Court of Claims: 2014 Was an Efficient and Effective Year
Through a streamlined process and a dedicated staff the Ohio Court of Claims was able to yet again reduce expenses and process cases in a timely manner, its leader said.
“The year 2014 was once again a year of continued, steady improvement for the Court of Claims,” said Mark H. Reed, Court of Claims Clerk of Court in its 2014 Annual Report. “The court disposed of more cases than were filed, ensuring that no backlogs have the chance of developing.”
The court recently released its annual report indicating that it took in 1,007 new or reactivated cases in 2014 and closed 1,084 cases, including those from prior years. The measure of incoming cases compared to cases closed is called the “clearance rate,” and is one of the most fundamental ways that a court measures effective case management, according to the report. A rate above 100 percent means a court is operating effectively. The Court of Claims reached a 108 percent clearance rate in 2014.
The court was established in 1975 by the Ohio General Assembly, when it enacted a limited waiver of sovereign immunity giving citizens the right to file civil suits against state agencies. The court is where all civil actions against the state are tried. It employs 21 individuals, and the Oho Supreme Court chief justice traditionally appoints retired judges to serve on the Court of Claims. In 2014, Judges Patrick M. McGrath and Dale A. Crawford, both retired from the Franklin County Court of Common Pleas, served as the judges. Judges John Bessey and Virgil Sinclair also heard cases in 2014.
Civil actions filed in the Court of Claims are classified as either judicial cases or administrative determinations. Administrative determinations involve claims against the state that are valued at $10,000 or less. In most instances, these cases are resolved by the clerk without a hearing. A party may file a motion to have the clerk’s determination reviewed by a judge of the court, whose decision is final. In the past 10 years, administrative determinations have made up approximately 60 percent of the court’s docket, and were at 58 percent in 2014.
The court received 635 administrative determinations in 2014 and disposed of 702, for a 111 percent clearance rate. Many of these claims are filed by prison inmates, alleging property loss, or “pothole” claims filed by vehicle owners against the Ohio Department of Transportation, the court said.

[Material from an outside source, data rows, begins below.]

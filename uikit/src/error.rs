//! Error types for the component kit.

use thiserror::Error;

/// Misuse of the collapsible compound component.
///
/// Parts can only be created from a live [`Collapsible`](crate::components::Collapsible);
/// once that container is dropped (unmounted) the parts it handed out are
/// orphaned and every stateful operation on them fails with this error.
#[derive(Debug, Clone, Copy, PartialEq, Eq, Error)]
pub enum CollapsibleError {
    #[error("Collapsible{part} cannot be rendered outside the Collapsible component")]
    OutsideCollapsible {
        /// Which compound part was used ("Trigger", "Content").
        part: &'static str,
    },
}

/// Top-level error for widget rendering and event handling.
#[derive(Debug, Clone, PartialEq, Eq, Error)]
pub enum UiError {
    #[error(transparent)]
    Collapsible(#[from] CollapsibleError),
}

Judicial cases are resolved through a process led by a magistrate or judge. These cases typically involve contract disputes, property damage, personal injury, wrongful death, medical malpractice, employment, defamation, and wrongful imprisonment. The court received 309 civil cases and disposed of 327 for a 106 percent clearance rate.
Parties have a right to appeal Court of Claims judicial cases to the Tenth District Court of Appeals and may file a discretionary appeal with the Supreme Court. The bulk of the court’s resources are devoted to the processing and adjudication of cases where the amount in controversy exceeds $10,000.

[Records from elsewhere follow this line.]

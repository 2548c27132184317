use std::collections::BTreeMap;
use std::fmt::Write as _;
use std::sync::atomic::{AtomicU64, Ordering};

use super::Content;
use crate::transitions::{EnterTransition, ExitTransition};
use crate::types::{Align, Direction, Edges, Justify, Style};

static NEXT_ID: AtomicU64 = AtomicU64::new(0);

fn generate_id(prefix: &str) -> String {
    let id = NEXT_ID.fetch_add(1, Ordering::Relaxed);
    format!("{prefix}-{id}")
}

/// Semantic role consumed by the platform accessibility bridge.
#[derive(Debug, Clone, Copy, PartialEq, Eq, Hash)]
pub enum Role {
    Presentation,
    Heading,
    Button,
    Summary,
}

impl Role {
    pub fn as_str(self) -> &'static str {
        match self {
            Role::Presentation => "presentation",
            Role::Heading => "heading",
            Role::Button => "button",
            Role::Summary => "summary",
        }
    }
}

/// Accessibility state attributes.
#[derive(Debug, Clone, Default, PartialEq, Eq)]
pub struct Aria {
    /// Mirrors whether the region this element controls is expanded.
    pub expanded: Option<bool>,
    /// Native ID of the element that labels this one.
    pub labelled_by: Option<String>,
}

#[derive(Debug, Clone, PartialEq)]
pub struct Element {
    // Identity
    /// Stable key within the tree.
    pub id: String,
    /// Platform-visible identifier used for accessibility linkage.
    pub native_id: Option<String>,

    // Semantics
    pub role: Option<Role>,
    pub aria: Aria,

    // Content
    pub content: Content,

    // Flex container
    pub direction: Direction,
    pub gap: u16,
    pub padding: Edges,
    pub justify: Justify,
    pub align: Align,
    pub height: Option<u16>,

    // Visual
    pub style: Style,
    /// Played when the element first appears in the tree.
    pub enter: Option<EnterTransition>,
    /// Played after the element has been removed from the tree.
    pub exit: Option<ExitTransition>,

    // Interaction
    pub clickable: bool,
    pub focusable: bool,
    /// Disabled elements don't receive input.
    pub disabled: bool,

    // Pass-through attributes
    pub data: BTreeMap<String, String>,
}

impl Default for Element {
    fn default() -> Self {
        Self {
            id: generate_id("el"),
            native_id: None,
            role: None,
            aria: Aria::default(),
            content: Content::None,
            direction: Direction::Column,
            gap: 0,
            padding: Edges::default(),
            justify: Justify::Start,
            align: Align::Stretch,
            height: None,
            style: Style::default(),
            enter: None,
            exit: None,
            clickable: false,
            focusable: false,
            disabled: false,
            data: BTreeMap::new(),
        }
    }
}

impl Element {
    pub fn box_() -> Self {
        Self {
            id: generate_id("box"),
            ..Default::default()
        }
    }

    pub fn text(content: impl Into<String>) -> Self {
        Self {
            id: generate_id("text"),
            content: Content::Text(content.into()),
            ..Default::default()
        }
    }

    pub fn col() -> Self {
        Self {
            id: generate_id("col"),
            direction: Direction::Column,
            ..Default::default()
        }
    }

    pub fn row() -> Self {
        Self {
            id: generate_id("row"),
            direction: Direction::Row,
            ..Default::default()
        }
    }

    /// A clickable, focusable container.
    pub fn pressable() -> Self {
        Self {
            id: generate_id("pressable"),
            direction: Direction::Row,
            clickable: true,
            focusable: true,
            ..Default::default()
        }
    }

    // Identity

    pub fn id(mut self, id: impl Into<String>) -> Self {
        self.id = id.into();
        self
    }

    pub fn native_id(mut self, native_id: impl Into<String>) -> Self {
        self.native_id = Some(native_id.into());
        self
    }

    // Semantics

    pub fn role(mut self, role: Role) -> Self {
        self.role = Some(role);
        self
    }

    pub fn aria_expanded(mut self, expanded: bool) -> Self {
        self.aria.expanded = Some(expanded);
        self
    }

    pub fn aria_labelled_by(mut self, native_id: impl Into<String>) -> Self {
        self.aria.labelled_by = Some(native_id.into());
        self
    }

    // Content

    pub fn child(mut self, child: Element) -> Self {
        match &mut self.content {
            Content::Children(children) => children.push(child),
            _ => self.content = Content::Children(vec![child]),
        }
        self
    }

    pub fn children(mut self, children: impl IntoIterator<Item = Element>) -> Self {
        for child in children {
            self = self.child(child);
        }
        self
    }

    /// Child elements, empty for text or empty nodes.
    pub fn child_elements(&self) -> &[Element] {
        match &self.content {
            Content::Children(children) => children,
            _ => &[],
        }
    }

    // Layout

    pub fn direction(mut self, direction: Direction) -> Self {
        self.direction = direction;
        self
    }

    pub fn gap(mut self, gap: u16) -> Self {
        self.gap = gap;
        self
    }

    pub fn padding(mut self, padding: Edges) -> Self {
        self.padding = padding;
        self
    }

    pub fn justify(mut self, justify: Justify) -> Self {
        self.justify = justify;
        self
    }

    pub fn align(mut self, align: Align) -> Self {
        self.align = align;
        self
    }

    pub fn height(mut self, height: u16) -> Self {
        self.height = Some(height);
        self
    }

    // Visual

    pub fn style(mut self, style: Style) -> Self {
        self.style = style;
        self
    }

    pub fn enter(mut self, transition: EnterTransition) -> Self {
        self.enter = Some(transition);
        self
    }

    pub fn exit(mut self, transition: ExitTransition) -> Self {
        self.exit = Some(transition);
        self
    }

    // Interaction

    pub fn clickable(mut self, clickable: bool) -> Self {
        self.clickable = clickable;
        self
    }

    pub fn focusable(mut self, focusable: bool) -> Self {
        self.focusable = focusable;
        self
    }

    pub fn disabled(mut self, disabled: bool) -> Self {
        self.disabled = disabled;
        self
    }

    pub fn data(mut self, key: impl Into<String>, value: impl Into<String>) -> Self {
        self.data.insert(key.into(), value.into());
        self
    }

    /// Merge pass-through attributes; existing keys are overwritten.
    pub fn extend_data(mut self, data: impl IntoIterator<Item = (String, String)>) -> Self {
        self.data.extend(data);
        self
    }

    /// Indented text rendering of the tree, one node per line.
    ///
    /// Prints identity, accessibility and `data` fields plus text content.
    /// Layout and style are left out. Anonymous nodes print their generated ID.
    pub fn dump(&self) -> String {
        let mut out = String::new();
        self.dump_into(&mut out, 0);
        out
    }

    fn dump_into(&self, out: &mut String, depth: usize) {
        let indent = "  ".repeat(depth);
        let _ = write!(out, "{indent}<{}", self.id);
        if let Some(role) = self.role {
            let _ = write!(out, " role={}", role.as_str());
        }
        if let Some(native_id) = &self.native_id {
            let _ = write!(out, " nativeID={native_id}");
        }
        if let Some(expanded) = self.aria.expanded {
            let _ = write!(out, " aria-expanded={expanded}");
        }
        if let Some(labelled_by) = &self.aria.labelled_by {
            let _ = write!(out, " labelledby={labelled_by}");
        }
        if self.disabled {
            out.push_str(" disabled");
        }
        for (key, value) in &self.data {
            let _ = write!(out, " {key}={value:?}");
        }
        out.push('>');

        match &self.content {
            Content::None => out.push('\n'),
            Content::Text(text) => {
                let _ = writeln!(out, " {text:?}");
            }
            Content::Children(children) => {
                out.push('\n');
                for child in children {
                    child.dump_into(out, depth + 1);
                }
            }
        }
    }
}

The court also adapted to a change in law that eliminated a level of review of appeals filed by victims of crime who were seeking reparations from the Crime Victims’ Compensation Program. The Attorney General’s Office administers the program and the court hears any appeals of the Attorney General’s determinations. On average, the Court of Claims receives approximately 100 crime victim compensation appeals each year, although filings were down significantly in calendar year 2014, to only 63 appeals. It was the only area where the court received more that it cleared, 55 cases, for an 87 percent clearance rate.

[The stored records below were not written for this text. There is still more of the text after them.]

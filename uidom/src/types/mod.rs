mod color;
mod edges;
mod enums;
mod style;
mod theme;

pub use color::{Color, Rgb};
pub use edges::Edges;
pub use enums::{Align, Border, Direction, Justify, TextStyle};
pub use style::Style;
pub use theme::{DefaultTheme, EmptyTheme, Theme};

The structural change of removing a level of review of crime victim’s appeals allowed the court to operate effectively with the budget reduction of about $3.18 million in fiscal year 2013 to $2.75 million in 2014 without amassing a backlog. Reed said the court staff is positioned to provide direct services to the public, is implementing electronic filing, and improving access to the court. He attributes much of the success to the staff.
“Most importantly, the court has more than adequate staffing, including a core of dedicated and hardworking employees who have made a career commitment to the organization,” he said.